:: Data to use

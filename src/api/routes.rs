//! API Routes
//!
//! Configures the Axum router with every endpoint, the CORS gate and
//! request tracing.

use axum::{
    middleware,
    routing::{get, post},
    Router,
};
use tower_http::trace::TraceLayer;

use super::cors::cors_gate;
use super::handlers::{
    health_handler, index_handler, method_not_allowed, not_found_handler, status_handler,
};
use super::policy;
use super::state::AppState;
use crate::routes::{
    chat::chat_handler, colors::colors_handler, crypto::crypto_handler, meme::meme_handler,
    news::news_handler, password::password_handler, qr::qr_handler, quotes::quotes_handler,
    search::search_handler, shorten::shorten_handler, weather::weather_handler,
    youtube::youtube_handler,
};

/// Creates the main router with all endpoints configured.
///
/// Each API route answers any other method with a 405 envelope that still
/// counts against its quota. Unknown paths get a 404 envelope.
///
/// # Middleware
/// - CORS: headers on every response, `OPTIONS` answered before routing
/// - Tracing: Logs all requests
pub fn create_router(state: AppState) -> Router {
    Router::new()
        .route("/", get(index_handler))
        .route("/health", get(health_handler))
        .route("/api/status", get(status_handler))
        .route(
            "/api/password",
            get(password_handler).fallback(method_not_allowed(&policy::PASSWORD)),
        )
        .route(
            "/api/colors",
            get(colors_handler).fallback(method_not_allowed(&policy::COLORS)),
        )
        .route(
            "/api/shorten",
            get(shorten_handler).fallback(method_not_allowed(&policy::SHORTEN)),
        )
        .route(
            "/api/quotes",
            get(quotes_handler).fallback(method_not_allowed(&policy::QUOTES)),
        )
        .route(
            "/api/meme",
            get(meme_handler).fallback(method_not_allowed(&policy::MEME)),
        )
        .route(
            "/api/crypto",
            get(crypto_handler).fallback(method_not_allowed(&policy::CRYPTO)),
        )
        .route(
            "/api/weather",
            get(weather_handler).fallback(method_not_allowed(&policy::WEATHER)),
        )
        .route(
            "/api/ai/chat",
            post(chat_handler).fallback(method_not_allowed(&policy::AI_CHAT)),
        )
        .route(
            "/api/youtube",
            get(youtube_handler).fallback(method_not_allowed(&policy::YOUTUBE)),
        )
        .route(
            "/api/qr",
            get(qr_handler).fallback(method_not_allowed(&policy::QR)),
        )
        .route(
            "/api/news",
            get(news_handler).fallback(method_not_allowed(&policy::NEWS)),
        )
        .route(
            "/api/search",
            get(search_handler).fallback(method_not_allowed(&policy::SEARCH)),
        )
        .fallback(not_found_handler)
        .layer(middleware::from_fn(cors_gate))
        .layer(TraceLayer::new_for_http())
        .with_state(state)
}
//! API Module
//!
//! Routing, request identity, CORS and the shared state every handler uses.
//!
//! # Endpoints
//! - `GET /` - Service index
//! - `GET /health` - Health check endpoint
//! - `GET /api/status` - Operational status and store sizes
//! - `/api/*` - Rate-limited routes, see [`crate::routes`]

pub mod cors;
pub mod handlers;
pub mod identity;
pub mod policy;
pub mod routes;
pub mod state;

pub use handlers::{
    health_handler, index_handler, method_not_allowed, not_found_handler, status_handler,
};
pub use identity::{resolve_identity, ClientIdentity};
pub use policy::RoutePolicy;
pub use routes::create_router;
pub use state::{respond, AppState};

::::

▶ **Work to be completed**
All of the material above must be transcribed exactly, with no line dropped.

▶ **Your solution**
filename src/api/routes.rs
//! API Routes
//!
//! Configures the Axum router with every endpoint, the CORS gate and
//! request tracing.

use axum::{
    middleware,
    routing::{get, post},
    Router,
};
use tower_http::trace::TraceLayer;

use super::cors::cors_gate;
use super::handlers::{
    health_handler, index_handler, method_not_allowed, not_found_handler, status_handler,
};
use super::policy;
use super::state::AppState;
use crate::routes::{
    chat::chat_handler, colors::colors_handler, crypto::crypto_handler, meme::meme_handler,
    news::news_handler, password::password_handler, qr::qr_handler, quotes::quotes_handler,
    search::search_handler, shorten::shorten_handler, weather::weather_handler,
    youtube::youtube_handler,
};

/// Creates the main router with all endpoints configured.
///
/// Each API route answers any other method with a 405 envelope that still
/// counts against its quota. Unknown paths get a 404 envelope.
///
/// # Middleware
/// - CORS: headers on every response, `OPTIONS` answered before routing
/// - Tracing: Logs all requests
pub fn create_router(state: AppState) -> Router {
    Router::new()
        .route("/", get(index_handler))
        .route("/health", get(health_handler))
        .route("/api/status", get(status_handler))
        .route(
            "/api/password",
            get(password_handler).fallback(method_not_allowed(&policy::PASSWORD)),
        )
        .route(
            "/api/colors",
            get(colors_handler).fallback(method_not_allowed(&policy::COLORS)),
        )
        .route(
            "/api/shorten",
            get(shorten_handler).fallback(method_not_allowed(&policy::SHORTEN)),
        )
        .route(
            "/api/quotes",
            get(quotes_handler).fallback(method_not_allowed(&policy::QUOTES)),
        )
        .route(
            "/api/meme",
            get(meme_handler).fallback(method_not_allowed(&policy::MEME)),
        )
        .route(
            "/api/crypto",
            get(crypto_handler).fallback(method_not_allowed(&policy::CRYPTO)),
        )
        .route(
            "/api/weather",
            get(weather_handler).fallback(method_not_allowed(&policy::WEATHER)),
        )
        .route(
            "/api/ai/chat",
            post(chat_handler).fallback(method_not_allowed(&policy::AI_CHAT)),
        )
        .route(
            "/api/youtube",
            get(youtube_handler).fallback(method_not_allowed(&policy::YOUTUBE)),
        )
        .route(
            "/api/qr",
            get(qr_handler).fallback(method_not_allowed(&policy::QR)),
        )
        .route(
            "/api/news",
            get(news_handler).fallback(method_not_allowed(&policy::NEWS)),
        )
        .route(
            "/api/search",
            get(search_handler).fallback(method_not_allowed(&policy::SEARCH)),
        )
        .fallback(not_found_handler)
        .layer(middleware::from_fn(cors_gate))
        .layer(TraceLayer::new_for_http())
        .with_state(state)
}
//! API Module
//!
//! Routing, request identity, CORS and the shared state every handler uses.
//!
//! # Endpoints
//! - `GET /` - Service index
//! - `GET /health` - Health check endpoint
//! - `GET /api/status` - Operational status and store sizes
//! - `/api/*` - Rate-limited routes, see [`crate::routes`]

pub mod cors;
pub mod handlers;
pub mod identity;
pub mod policy;
pub mod routes;
pub mod state;

pub use handlers::{
    health_handler, index_handler, method_not_allowed, not_found_handler, status_handler,
};
pub use identity::{resolve_identity, ClientIdentity};
pub use policy::RoutePolicy;
pub use routes::create_router;
pub use state::{respond, AppState};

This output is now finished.